La possibilité même de la science mathématique semble une contradiction insoluble. Si cette science n’est déductive qu’en apparence, d’où lui vient cette parfaite rigueur que personne ne songe à mettre en doute ? Si, au contraire, toutes les propositions qu’elle énonce peuvent se tirer les unes des autres par les règles de la logique formelle, comment la mathématique ne se réduit-elle pas à une immense tautologie ? Le syllogisme ne peut rien nous apprendre d’essentiellement nouveau et, si tout devait sortir du principe d’identité, tout devrait aussi pouvoir s’y ramener. Admettra-t-on donc que les énoncés de tous ces théorèmes qui remplissent tant de volumes ne soient que des manières détournées de dire que A est A ?...
Il est impossible de se représenter l’espace vide ; tous nos efforts pour imaginer un espace pur, d’où seraient exclues les images changeantes des objets matériels, ne peuvent aboutir qu’à une représentation où les surfaces fortement colorées, par exemple, sont remplacées par des lignes à faible coloration et l’on ne pourrait aller jusqu’au bout dans cette voie, sans que tout s’évanouisse et aboutisse au néant. C’est de là que provient la relativité irréductible de l’espace.
Quiconque parle de l’espace absolu, emploie un mot vide de sens. C’est là une vérité qui a été proclamée depuis longtemps par tous ceux qui ont réfléchi à la question, mais qu’on est trop souvent porté à oublier.
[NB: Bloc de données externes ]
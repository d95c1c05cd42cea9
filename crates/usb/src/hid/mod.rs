//! USB HID 类驱动（启动协议键盘与鼠标）
//!
//! 认领接口时：
//!
//! 1. 查找唯一的中断 IN 端点，没有则失败；
//! 2. 用控制传输读取 HID 描述符，失败则失败；
//! 3. 尽力切换到启动协议并关闭空闲重复报告；
//! 4. 分配报告缓冲区（键盘 8 字节，鼠标按端点最大包长限制在 3..=8 字节）；
//! 5. 提交一个 re-arm 的中断 IN 传输，由主控制器按端点间隔轮询。
//!
//! 报告在传输完成回调中解码，回调运行在中断延伸上下文中：
//! LED 更新通过异步控制传输发出，结果只记录日志。

pub mod descriptor;
pub mod keyboard;
pub mod keymap;
pub mod mouse;

use alloc::sync::{Arc, Weak};
use alloc::vec;
use alloc::vec::Vec;

use cdi::config::DEFAULT_CONTROL_TIMEOUT_MS;
use cdi::usb::descriptor::{SetupPacket, class_code, descriptor_type};
use cdi::usb::{
    Direction, Interface, SetupError, Transfer, TransferEngine, TransferId, TransferStatus,
    TransferType, UsbClassDriver, UsbDevice,
};
use cdi::{Driver, InputSink};
use sync::SpinLock;

use descriptor::{HidDescriptor, PROTOCOL_BOOT, REPORT_TYPE_OUTPUT, hid_request};
use keyboard::{KEYBOARD_REPORT_LEN, KeyboardState, Leds};
use mouse::{MOUSE_REPORT_MAX, MOUSE_REPORT_MIN};

/// 启动接口子类
pub const SUBCLASS_BOOT: u8 = 1;

/// 启动协议设备种类
#[derive(Debug, Clone, Copy, PartialEq, Eq)]
pub enum HidKind {
    /// 键盘（协议 1）
    Keyboard,
    /// 鼠标（协议 2）
    Mouse,
}

impl HidKind {
    /// 由接口协议码识别
    pub fn from_protocol(protocol: u8) -> Option<Self> {
        match protocol {
            1 => Some(HidKind::Keyboard),
            2 => Some(HidKind::Mouse),
            _ => None,
        }
    }

    /// 报告缓冲区长度
    pub fn report_len(&self, max_packet: u16) -> usize {
        match self {
            HidKind::Keyboard => KEYBOARD_REPORT_LEN,
            HidKind::Mouse => (max_packet as usize).clamp(MOUSE_REPORT_MIN, MOUSE_REPORT_MAX),
        }
    }
}

/// 接口上保存的驱动状态
pub struct HidInterface {
    kind: HidKind,
    descriptor: HidDescriptor,
    engine: Arc<TransferEngine>,
    poll: SpinLock<Option<TransferId>>,
    keyboard: Arc<SpinLock<KeyboardState>>,
}

impl HidInterface {
    /// 设备种类
    pub fn kind(&self) -> HidKind {
        self.kind
    }

    /// 设备返回的 HID 描述符
    pub fn descriptor(&self) -> &HidDescriptor {
        &self.descriptor
    }

    /// 轮询传输的标识，轮询结束后为 `None`
    pub fn poll(&self) -> Option<TransferId> {
        *self.poll.lock()
    }

    /// 键盘的本地 LED 位图
    pub fn leds(&self) -> Leds {
        self.keyboard.lock().leds()
    }

    fn stop(&self) {
        if let Some(id) = self.poll.lock().take() {
            self.engine.abort(id);
        }
    }
}

/// HID 类驱动
pub struct HidDriver {
    sink: Arc<dyn InputSink>,
    control_timeout_ms: u64,
}

impl HidDriver {
    /// 以事件接收者创建驱动
    pub fn new(sink: Arc<dyn InputSink>) -> Arc<Self> {
        Self::with_timeout(sink, DEFAULT_CONTROL_TIMEOUT_MS)
    }

    /// 指定控制传输超时
    pub fn with_timeout(sink: Arc<dyn InputSink>, control_timeout_ms: u64) -> Arc<Self> {
        Arc::new(Self {
            sink,
            control_timeout_ms,
        })
    }

    fn read_hid_descriptor(
        &self,
        device: &UsbDevice,
        interface: u8,
    ) -> Result<HidDescriptor, SetupError> {
        let setup = SetupPacket::get_interface_descriptor(
            descriptor_type::HID,
            0,
            interface,
            HidDescriptor::LEN as u16,
        );
        let raw = device
            .engine()
            .control_in(device, setup, self.control_timeout_ms)?;
        Ok(HidDescriptor::parse(&raw)?)
    }

    /// SET_PROTOCOL(boot) 与 SET_IDLE(0)，部分设备不支持，失败只记录
    fn configure_boot(&self, device: &UsbDevice, interface: u8) {
        let requests = [
            (hid_request::SET_PROTOCOL, PROTOCOL_BOOT),
            (hid_request::SET_IDLE, 0),
        ];
        for (request, value) in requests {
            let setup = SetupPacket::class_interface(false, request, value, interface, 0);
            if let Err(e) =
                device
                    .engine()
                    .control_out(device, setup, Vec::new(), self.control_timeout_ms)
            {
                log::debug!(
                    "hid: request {:#04x} on interface {} failed: {}",
                    request,
                    interface,
                    e
                );
            }
        }
    }
}

impl Driver for HidDriver {
    fn name(&self) -> &str {
        "usb-hid"
    }
}

impl UsbClassDriver for HidDriver {
    fn matches(&self, class: u8, subclass: u8, protocol: u8) -> bool {
        class == class_code::HID
            && subclass == SUBCLASS_BOOT
            && HidKind::from_protocol(protocol).is_some()
    }

    fn setup(&self, interface: &Arc<Interface>) -> Result<(), SetupError> {
        let kind = HidKind::from_protocol(interface.protocol()).ok_or(SetupError::Unsupported)?;
        let endpoint = interface
            .find_endpoint(TransferType::Interrupt, Direction::In)
            .ok_or(SetupError::MissingEndpoint)?;
        let device = interface
            .device()
            .ok_or(SetupError::Transport(cdi::usb::UsbError::NoDevice))?;

        let descriptor = self.read_hid_descriptor(&device, interface.number())?;
        self.configure_boot(&device, interface.number());

        let len = kind.report_len(endpoint.max_packet());
        let mut buffer = Vec::new();
        buffer
            .try_reserve_exact(len)
            .map_err(|_| SetupError::NoMemory)?;
        buffer.resize(len, 0);

        let keyboard = Arc::new(SpinLock::new(KeyboardState::new()));
        let poll = ReportPoll {
            kind,
            interface: interface.number(),
            device: Arc::downgrade(&device),
            sink: self.sink.clone(),
            keyboard: keyboard.clone(),
        };
        let transfer = Transfer::interrupt_in(&device, endpoint, buffer)?
            .with_rearm()
            .with_completion(move |t| poll.on_report(t));

        let state = Arc::new(HidInterface {
            kind,
            descriptor,
            engine: device.engine().clone(),
            poll: SpinLock::new(None),
            keyboard,
        });
        interface.set_driver_data(state.clone());

        let id = device.engine().submit(transfer)?;
        *state.poll.lock() = Some(id);
        log::info!(
            "hid: {:?} on interface {}, endpoint {:#04x} every {} frame(s)",
            kind,
            interface.number(),
            endpoint.address(),
            endpoint.interval()
        );
        Ok(())
    }

    fn teardown(&self, interface: &Arc<Interface>) {
        if let Some(state) = interface.driver_data::<HidInterface>() {
            state.stop();
            log::info!("hid: {:?} on interface {} removed", state.kind, interface.number());
        }
    }
}

/// 完成回调持有的解码上下文
struct ReportPoll {
    kind: HidKind,
    interface: u8,
    device: Weak<UsbDevice>,
    sink: Arc<dyn InputSink>,
    keyboard: Arc<SpinLock<KeyboardState>>,
}

impl ReportPoll {
    fn on_report(&self, transfer: &mut Transfer) {
        match transfer.status() {
            TransferStatus::Success => {}
            TransferStatus::Aborted => {
                log::debug!("hid: poll on interface {} stopped", self.interface);
                return;
            }
            status => {
                log::warn!(
                    "hid: poll on interface {} ended with {:?}",
                    self.interface,
                    status
                );
                return;
            }
        }

        match self.kind {
            HidKind::Mouse => mouse::process_report(transfer.data(), &*self.sink),
            HidKind::Keyboard => {
                let leds = self.keyboard.lock().process(transfer.data(), &*self.sink);
                if let Some(leds) = leds {
                    self.update_leds(leds);
                }
            }
        }
    }

    /// SET_REPORT(Output)，不等待完成
    fn update_leds(&self, leds: Leds) {
        let Some(device) = self.device.upgrade() else {
            return;
        };
        let setup = SetupPacket::class_interface(
            false,
            hid_request::SET_REPORT,
            REPORT_TYPE_OUTPUT << 8,
            self.interface,
            1,
        );
        let interface = self.interface;
        let result = device
            .engine()
            .control_out_async(&device, setup, vec![leds.bits()], move |t| {
                if t.status() != TransferStatus::Success {
                    log::debug!(
                        "hid: LED update on interface {} ended with {:?}",
                        interface,
                        t.status()
                    );
                }
            });
        if let Err(e) = result {
            log::warn!("hid: LED update on interface {} not sent: {}", interface, e);
        }
    }
}
impl UsbBus {
    /// 创建总线
    pub fn new(cdi: Arc<Cdi>, engine: Arc<TransferEngine>, config: UsbConfig) -> Arc<Self> {
        Arc::new(Self {
            cdi,
            engine,
            config,
            devices: SpinLock::new(List::new()),
            addresses: SpinLock::new(AddressPool::new()),
        })
    }

    /// 传输引擎
    pub fn engine(&self) -> &Arc<TransferEngine> {
        &self.engine
    }

    /// 总线配置
    pub fn config(&self) -> &UsbConfig {
        &self.config
    }

    /// 按连接顺序列出设备
    pub fn devices(&self) -> Vec<Arc<UsbDevice>> {
        self.devices.lock().iter().cloned().collect()
    }

    /// 查找端口上的设备
    pub fn device_on_port(&self, port: u32) -> Option<Arc<UsbDevice>> {
        self.devices.lock().iter().find(|d| d.port() == port).cloned()
    }

    /// 端口上接入了新设备：枚举并绑定类驱动
    pub fn attach(&self, port: u32, speed: UsbSpeed) -> Result<Arc<UsbDevice>, UsbError> {
        let device = UsbDevice::new(port, speed, self.engine.clone());
        {
            let mut devices = self.devices.lock();
            if devices.iter().any(|d| d.port() == port) {
                return Err(UsbError::Busy);
            }
            if devices.len() >= self.config.max_devices {
                return Err(UsbError::NoAddress);
            }
            device.set_enumerating(true);
            devices.push_back(device.clone());
        }
        log::info!("usb: device attached on port {} ({:?})", port, speed);

        let result = self
            .enumerate(&device)
            .map(|()| self.bind_interfaces(&device));

        device.set_enumerating(false);
        sched_ops().wake_all(device.enumerating_channel());

        match result {
            Ok(()) => Ok(device),
            Err(e) => {
                log::warn!("usb: enumeration on port {} failed: {}", port, e);
                if device.state() != DeviceState::Detached {
                    // 拔出路径没有介入，由这里收尾
                    let _ = device.transition(DeviceState::Detached);
                    self.release(&device);
                }
                Err(e)
            }
        }
    }

    fn enumerate(&self, device: &Arc<UsbDevice>) -> Result<(), UsbError> {
        let timeout = self.config.control_timeout_ms;

        // 1. 前 8 字节得到 EP0 最大包长
        let head = self.engine.control_in(
            device,
            SetupPacket::get_descriptor(descriptor_type::DEVICE, 0, 8),
            timeout,
        )?;
        let mps0 = DeviceDescriptor::parse_max_packet0(&head)?;
        device.set_ep0_max_packet(mps0 as u16);

        // 2. 分配地址
        let address = self.addresses.lock().alloc().ok_or(UsbError::NoAddress)?;
        if let Err(e) = self.engine.control_out(
            device,
            SetupPacket::set_address(address),
            Vec::new(),
            timeout,
        ) {
            self.addresses.lock().free(address);
            return Err(e);
        }
        device.set_address(address);
        device.transition(DeviceState::Addressed)?;

        // 3. 描述符与配置
        let raw = self.engine.control_in(
            device,
            SetupPacket::get_descriptor(descriptor_type::DEVICE, 0, DeviceDescriptor::LEN as u16),
            timeout,
        )?;
        let descriptor = DeviceDescriptor::parse(&raw)?;
        if descriptor.num_configurations == 0 {
            return Err(UsbError::Malformed);
        }
        device.set_descriptor(descriptor);

        let raw = self.engine.control_in(
            device,
            SetupPacket::get_descriptor(
                descriptor_type::CONFIGURATION,
                0,
                ConfigDescriptor::LEN as u16,
            ),
            timeout,
        )?;
        let header = ConfigDescriptor::parse(&raw)?;
        let raw = self.engine.control_in(
            device,
            SetupPacket::get_descriptor(descriptor_type::CONFIGURATION, 0, header.total_length),
            timeout,
        )?;
        let parsed = parse_configuration(&raw)?;

        self.engine.control_out(
            device,
            SetupPacket::set_configuration(parsed.descriptor.configuration_value),
            Vec::new(),
            timeout,
        )?;
        device.set_configuration(Arc::new(Configuration::build(&parsed, device)));
        device.transition(DeviceState::Configured)?;

        log::info!(
            "usb: device {:04x}:{:04x} at address {}, {} interface(s)",
            descriptor.vendor_id,
            descriptor.product_id,
            address,
            parsed.interfaces.len()
        );
        Ok(())
    }

    /// 为每个接口尝试匹配的类驱动
    fn bind_interfaces(&self, device: &Arc<UsbDevice>) {
        let mut claimed = 0;
        for interface in device.interfaces() {
            if device.ensure_present().is_err() {
                return;
            }
            if self.bind_interface(&interface) {
                claimed += 1;
            }
        }

        if claimed == 0 {
            log::info!("usb: no driver for device at address {}", device.address());
            return;
        }
        // 拔出可能已经把状态改成 Detached，迁移失败无妨
        let _ = device
            .transition(DeviceState::InterfaceClaimed)
            .and_then(|()| device.transition(DeviceState::Active));
    }

    fn bind_interface(&self, interface: &Arc<Interface>) -> bool {
        let candidates = self.cdi.drivers().usb_candidates(
            interface.class(),
            interface.subclass(),
            interface.protocol(),
        );
        for driver in candidates {
            match driver.setup(interface) {
                Ok(()) => {
                    interface.claim(driver.clone());
                    log::info!(
                        "usb: interface {} claimed by {}",
                        interface.number(),
                        driver.name()
                    );
                    return true;
                }
                Err(e) => {
                    log::warn!(
                        "usb: {} setup on interface {} failed: {}",
                        driver.name(),
                        interface.number(),
                        e
                    );
                    interface.clear_driver_data();
                }
            }
        }
        false
    }

    /// 端口上的设备被拔出
    ///
    /// 若枚举在 `detach_timeout_ms` 内没有退出返回 `Busy`，设备保持隔离，可以再次调用。
    pub fn detach(&self, port: u32) -> Result<(), UsbError> {
        let device = self.device_on_port(port).ok_or(UsbError::NoDevice)?;
        device.transition(DeviceState::Detached)?;

        let address = device.address();
        self.engine.fence_device(address);

        if device.is_enumerating() {
            if sync::in_interrupt() {
                return Err(UsbError::WouldBlock);
            }
            self.wait_enumeration(&device)?;
        }

        // 枚举期间地址可能已经改变
        let final_address = device.address();
        if final_address != address {
            self.engine.fence_device(final_address);
        }

        for interface in device.interfaces() {
            if let Some(driver) = interface.take_driver() {
                driver.teardown(&interface);
                log::debug!(
                    "usb: {} released interface {}",
                    driver.name(),
                    interface.number()
                );
            }
            interface.clear_driver_data();
        }

        self.engine.unfence_device(address);
        self.release(&device);
        log::info!("usb: device on port {} detached", port);
        Ok(())
    }

    fn wait_enumeration(&self, device: &UsbDevice) -> Result<(), UsbError> {
        let deadline = deadline_after(self.config.detach_timeout_ms);
        loop {
            let _guard = IntrGuard::new();
            if !device.is_enumerating() {
                return Ok(());
            }
            if sched_ops().now_ms() >= deadline {
                log::warn!("usb: port {} still enumerating", device.port());
                return Err(UsbError::Busy);
            }
            sched_ops().block_on(device.enumerating_channel(), deadline);
        }
    }

    /// 回收地址并从设备列表移除
    fn release(&self, device: &Arc<UsbDevice>) {
        let address = device.address();
        self.engine.unfence_device(address);
        self.addresses.lock().free(address);
        self.devices.lock().remove_first(|d| Arc::ptr_eq(d, device));
    }
}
Je suis en un point déterminé de Paris, place du Panthéon, par exemple, et je dis : je reviendrai ici demain. Si l’on me demande : Entendez-vous que vous reviendrez au même point de l’espace ; je serai tenté de répondre : Oui ; et cependant j’aurai tort, puisque d’ici à demain la Terre aura marché, entraînant avec elle la place du Panthéon, qui aura parcouru plus de 2 millions de kilomètres. Et, si je voulais préciser mon langage, je n’y gagnerais rien, puisque ces 2 millions de kilomètres, notre globe les a parcourus dans son mouvement par rapport au soleil, que le soleil se déplace à son tour par rapport à la Voie Lactée, que la Voie Lactée elle-même est sans doute en mouvement sans que nous puissions connaître sa vitesse. De sorte que nous ignorons complètement et que nous ignorerons toujours de combien la place du Panthéon se déplace en un jour. En somme, j’ai voulu dire : Demain je verrai de nouveau le dôme et le fronton du Panthéon, et s’il n’y avait pas de Panthéon, ma phrase n’aurait aucun sens et l’espace s’évanouirait...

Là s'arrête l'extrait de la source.